Evidences also reveal that the interplay between protein involved in miRNA biogenesis and ribonucleases leads to pri-miRNA degradation and stabilization. SE, a key factor in the DCL1 complex, appears to have a role in recruiting ribonucleases to pri-miRNAs (Fig. 2), given the fact that SE interacts with both NEXT and XRN2 [58,59,62]. Supporting this notion, in mac5, the degradation of pri-miRNAs by XRN2 or XRN3 requires a functional SE [58]. This result also suggests that the function of MAC5 is to protect pri-miRNAs from SE-dependent 5ʹ-to-3ʹ ribonucleases (Fig. 2). Interestingly, hen2 and sop1 (mutation in another component of NEXT) increase stability and accumulation of some pri-miRNAs in hyl1, resulting in elevated levels of some miRNAs and partial recovery of developmental defects of hyl1 [62]. In contrast, these two mutations do not have a similar impact on dcl1 [62]. These results suggest that HYL1 is able to protect some pri-miRNAs from SE-dependent exosome activities (Fig. 2), in addition to its role in pri-miRNA processing [62]. Taken together, these recent findings suggest that plants may use SE to recruit enzymes to degrade pri-miRNA processing intermediates. However, at the same time, plants also employ other components of the DCL1 complex such as DDL, HYL1 and MAC to coordinately protect unprocessed pri-miRNAs from degradation by these ribonucleases.

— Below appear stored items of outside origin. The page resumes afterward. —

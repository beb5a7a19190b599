use std::collections::HashMap;

use crate::models::{Reading, RowId};

/// Row id to position in the dataset's reading list. Owned by `SurveyDataset`,
/// which keeps it in lockstep with every removal.
#[derive(Debug, Clone, Default)]
pub struct ReadingIndex {
    positions: HashMap<RowId, usize>,
}

impl ReadingIndex {
    pub fn build(readings: &[Reading]) -> Self {
        let positions = readings
            .iter()
            .enumerate()
            .map(|(pos, reading)| (reading.row_id.clone(), pos))
            .collect();
        Self { positions }
    }

    pub fn position(&self, row_id: &RowId) -> Option<usize> {
        self.positions.get(row_id).copied()
    }

    pub fn contains(&self, row_id: &RowId) -> bool {
        self.positions.contains_key(row_id)
    }

    pub fn len(&self) -> usize {
        self.positions.len()
    }

    pub fn is_empty(&self) -> bool {
        self.positions.is_empty()
    }

    /// Drops `row_id` and shifts the positions behind it down by one, matching a
    /// `Vec::remove` on the reading list.
    pub(crate) fn remove(&mut self, row_id: &RowId) -> Option<usize> {
        let removed = self.positions.remove(row_id)?;
        for pos in self.positions.values_mut() {
            if *pos > removed {
                *pos -= 1;
            }
        }
        Some(removed)
    }

    pub(crate) fn insert(&mut self, row_id: RowId, position: usize) {
        self.positions.insert(row_id, position);
    }
}
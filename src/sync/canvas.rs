//! Static canvas renderer used when no interactive map is available. It keeps
//! a list of projected shapes that a host can paint onto a 2D surface.

use crate::models::{Bounds, DrillPointId, LatLon, RowId};
use crate::scale::Rgb;

use super::views::{DrillMarker, Legend, MapScene, MapView, MarkerSpec};

const ENABLE_LOGS: bool = false;

use crate::log_debug;

const MIN_SPAN: f64 = 1e-6;
const DOT_RADIUS: f64 = 4.0;
const TRACK_WIDTH: f64 = 2.0;

/// Linear lon/lat to pixel mapping; the y axis points down.
#[derive(Debug, Clone, Copy, PartialEq)]
pub struct Projection {
    min_lon: f64,
    min_lat: f64,
    scale_x: f64,
    scale_y: f64,
    height: f64,
}

impl Projection {
    pub fn fit(bounds: &Bounds, width: f64, height: f64) -> Self {
        Self {
            min_lon: bounds.west,
            min_lat: bounds.south,
            scale_x: width / (bounds.east - bounds.west).max(MIN_SPAN),
            scale_y: height / (bounds.north - bounds.south).max(MIN_SPAN),
            height,
        }
    }

    pub fn project(&self, p: LatLon) -> (f64, f64) {
        (
            (p.lon - self.min_lon) * self.scale_x,
            self.height - (p.lat - self.min_lat) * self.scale_y,
        )
    }
}

#[derive(Debug, Clone, PartialEq)]
pub enum CanvasShape {
    Polyline {
        points: Vec<(f64, f64)>,
        color: Rgb,
        width: f64,
    },
    Dot {
        row_id: RowId,
        x: f64,
        y: f64,
        radius: f64,
        color: Rgb,
    },
}

#[derive(Debug, Clone, PartialEq)]
pub struct DrillGlyph {
    pub id: DrillPointId,
    pub x: f64,
    pub y: f64,
    pub label: String,
}

#[derive(Debug, Clone)]
pub struct CanvasMap {
    width: f64,
    height: f64,
    scene: MapScene,
    drill_markers: Vec<DrillMarker>,
    projection: Option<Projection>,
    shapes: Vec<CanvasShape>,
    legend: Option<Legend>,
}

impl CanvasMap {
    pub fn new(width: u32, height: u32) -> Self {
        Self {
            width: f64::from(width),
            height: f64::from(height),
            scene: MapScene::default(),
            drill_markers: Vec::new(),
            projection: None,
            shapes: Vec::new(),
            legend: None,
        }
    }

    /// Tracks first, then reading dots, in paint order.
    pub fn shapes(&self) -> &[CanvasShape] {
        &self.shapes
    }

    pub fn legend(&self) -> Option<&Legend> {
        self.legend.as_ref()
    }

    pub fn projection(&self) -> Option<Projection> {
        self.projection
    }

    /// One glyph per drill point, whether or not a survey is drawn.
    pub fn drill_glyphs(&self) -> Vec<DrillGlyph> {
        let Some(projection) = self.projection else {
            return Vec::new();
        };
        self.drill_markers
            .iter()
            .map(|m| {
                let (x, y) = projection.project(m.position);
                DrillGlyph {
                    id: m.id,
                    x,
                    y,
                    label: m.label.clone(),
                }
            })
            .collect()
    }

    /// Area covering the survey extent, every reading and track vertex, and
    /// every drill point.
    fn extent(&self) -> Option<Bounds> {
        let corners = self
            .scene
            .extent
            .map(|b| [LatLon::new(b.south, b.west), LatLon::new(b.north, b.east)]);
        let markers = self.scene.markers.iter().map(|m| m.position);
        let tracks = self.scene.tracks.iter().flat_map(|t| t.path.iter().copied());
        let drills = self.drill_markers.iter().map(|m| m.position);
        let points: Vec<LatLon> = corners
            .into_iter()
            .flatten()
            .chain(markers)
            .chain(tracks)
            .chain(drills)
            .collect();
        Bounds::enclosing(&points)
    }

    fn layout(&mut self) {
        self.shapes.clear();
        self.projection = self
            .extent()
            .map(|extent| Projection::fit(&extent, self.width, self.height));
        let Some(projection) = self.projection else {
            return;
        };

        for track in &self.scene.tracks {
            self.shapes.push(CanvasShape::Polyline {
                points: track.path.iter().map(|p| projection.project(*p)).collect(),
                color: track.color,
                width: TRACK_WIDTH,
            });
        }
        for marker in &self.scene.markers {
            let (x, y) = projection.project(marker.position);
            self.shapes.push(CanvasShape::Dot {
                row_id: marker.row_id.clone(),
                x,
                y,
                radius: DOT_RADIUS,
                color: marker.color,
            });
        }
    }
}

impl MapView for CanvasMap {
    fn render(&mut self, scene: &MapScene) {
        self.scene = scene.clone();
        self.layout();
    }

    fn fit_bounds(&mut self, _bounds: &Bounds) {
        // The canvas always shows everything it holds.
    }

    fn update_marker(&mut self, marker: &MarkerSpec) {
        if let Some(stored) = self.scene.markers.iter_mut().find(|m| m.row_id == marker.row_id) {
            *stored = marker.clone();
        }
        for shape in &mut self.shapes {
            if let CanvasShape::Dot { row_id, color, .. } = shape {
                if *row_id == marker.row_id {
                    *color = marker.color;
                }
            }
        }
    }

    fn remove_marker(&mut self, row_id: &RowId) {
        self.scene.markers.retain(|m| m.row_id != *row_id);
        self.shapes
            .retain(|shape| !matches!(shape, CanvasShape::Dot { row_id: id, .. } if id == row_id));
    }

    fn open_popup(&mut self, row_id: &RowId) {
        log_debug!("canvas map has no popups (requested for {})", row_id);
    }

    fn render_drill_points(&mut self, points: &[DrillMarker]) {
        self.drill_markers = points.to_vec();
        self.layout();
    }

    fn set_legend(&mut self, legend: &Legend) {
        self.legend = Some(legend.clone());
    }
}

3. Regulation of miRNA biogenesis by pri-miRNA structure features, splicing and modification

As the substrates of the DCL1 complex, pri-miRNAs themselves also affect the processing efficiency in various ways. It has been shown that pri-miRNA structure is an import factor for the cleavage site selection and processing efficiency of DCL1. Moreover, splicing and alternative splicing of pri-miRNAs also contribute to the processing efficiency of some pri-miRNAs. Interestingly, nucleotide modifications within the pri-miRNAs can also modulate the production of some miRNAs.

3.1. Sequence and structure features of pri-miRNAs

The stem-loop of pri-miRNAs varies in length, structure and positioning of the miRNA/miRNA* duplex. These features play crucial roles in determining processing efficiency and manner. Most pri-miRNAs have an imperfect lower stem of ~15 bp, which is often followed by a large bulge, below the miRNA/miRNA* duplex [63–65]. This structure is required for the accurate initial cleavage distal to loop (base-to-loop cleavage). In contrast, some pri-miRNAs such as pri-miR159a and pri-miR319a possess long upper stem, resulting in loop-to-base cleavage [66–68].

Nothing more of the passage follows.